Input records:

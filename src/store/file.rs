use super::{newest_first, SimulationStore};
use crate::core::error::{Result, SimError};
use crate::core::types::SimulationId;
use crate::entity::simulation::{Simulation, SimulationSummary};
use async_trait::async_trait;
use std::io::ErrorKind;
use std::path::{Path, PathBuf};
use tokio::fs;

/// One pretty-printed JSON document per simulation under `root`
///
/// Writes go to a temp file that is renamed over the target, so a reader
/// never sees a half-written document.
#[derive(Debug, Clone)]
pub struct FileStore {
    root: PathBuf,
}

impl FileStore {
    /// Open a store, creating the directory if needed
    pub async fn open(root: impl Into<PathBuf>) -> Result<Self> {
        let root = root.into();
        fs::create_dir_all(&root).await?;
        tracing::debug!(root = %root.display(), "opened file store");
        Ok(Self { root })
    }

    pub fn root(&self) -> &Path {
        &self.root
    }

    fn path_for(&self, id: SimulationId) -> PathBuf {
        self.root.join(format!("{}.json", id))
    }

    async fn write(&self, sim: &Simulation) -> Result<()> {
        let target = self.path_for(sim.simulation_id);
        let tmp = self.root.join(format!(".{}.tmp", sim.simulation_id));
        let json = serde_json::to_vec_pretty(sim)?;
        fs::write(&tmp, json).await?;
        fs::rename(&tmp, &target).await?;
        Ok(())
    }

    async fn exists(&self, id: SimulationId) -> Result<bool> {
        Ok(fs::try_exists(self.path_for(id)).await?)
    }
}

#[async_trait]
impl SimulationStore for FileStore {
    async fn insert(&self, sim: &Simulation) -> Result<()> {
        if self.exists(sim.simulation_id).await? {
            return Err(SimError::Store(format!(
                "simulation {} already exists",
                sim.simulation_id
            )));
        }
        self.write(sim).await
    }

    async fn load(&self, id: SimulationId) -> Result<Simulation> {
        let bytes = match fs::read(self.path_for(id)).await {
            Ok(bytes) => bytes,
            Err(e) if e.kind() == ErrorKind::NotFound => {
                return Err(SimError::SimulationNotFound(id))
            }
            Err(e) => return Err(e.into()),
        };
        serde_json::from_slice(&bytes)
            .map_err(|e| SimError::Store(format!("corrupt document {}: {}", id, e)))
    }

    async fn save(&self, sim: &Simulation) -> Result<()> {
        if !self.exists(sim.simulation_id).await? {
            return Err(SimError::SimulationNotFound(sim.simulation_id));
        }
        self.write(sim).await
    }

    async fn list(&self, limit: usize) -> Result<Vec<SimulationSummary>> {
        let mut summaries = Vec::new();
        let mut entries = fs::read_dir(&self.root).await?;
        while let Some(entry) = entries.next_entry().await? {
            let path = entry.path();
            if path.extension().and_then(|e| e.to_str()) != Some("json") {
                continue;
            }
            let bytes = fs::read(&path).await?;
            match serde_json::from_slice::<Simulation>(&bytes) {
                Ok(sim) => summaries.push(sim.summary()),
                Err(e) => {
                    tracing::warn!(path = %path.display(), error = %e, "skipping unreadable document")
                }
            }
        }
        Ok(newest_first(summaries, limit))
    }

    async fn delete(&self, id: SimulationId) -> Result<()> {
        match fs::remove_file(self.path_for(id)).await {
            Ok(()) => Ok(()),
            Err(e) if e.kind() == ErrorKind::NotFound => Err(SimError::SimulationNotFound(id)),
            Err(e) => Err(e.into()),
        }
    }
}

Description of the task: Looking at the records above, work out how many lines include the word "limit", then give that number by itself.

Answer box: 2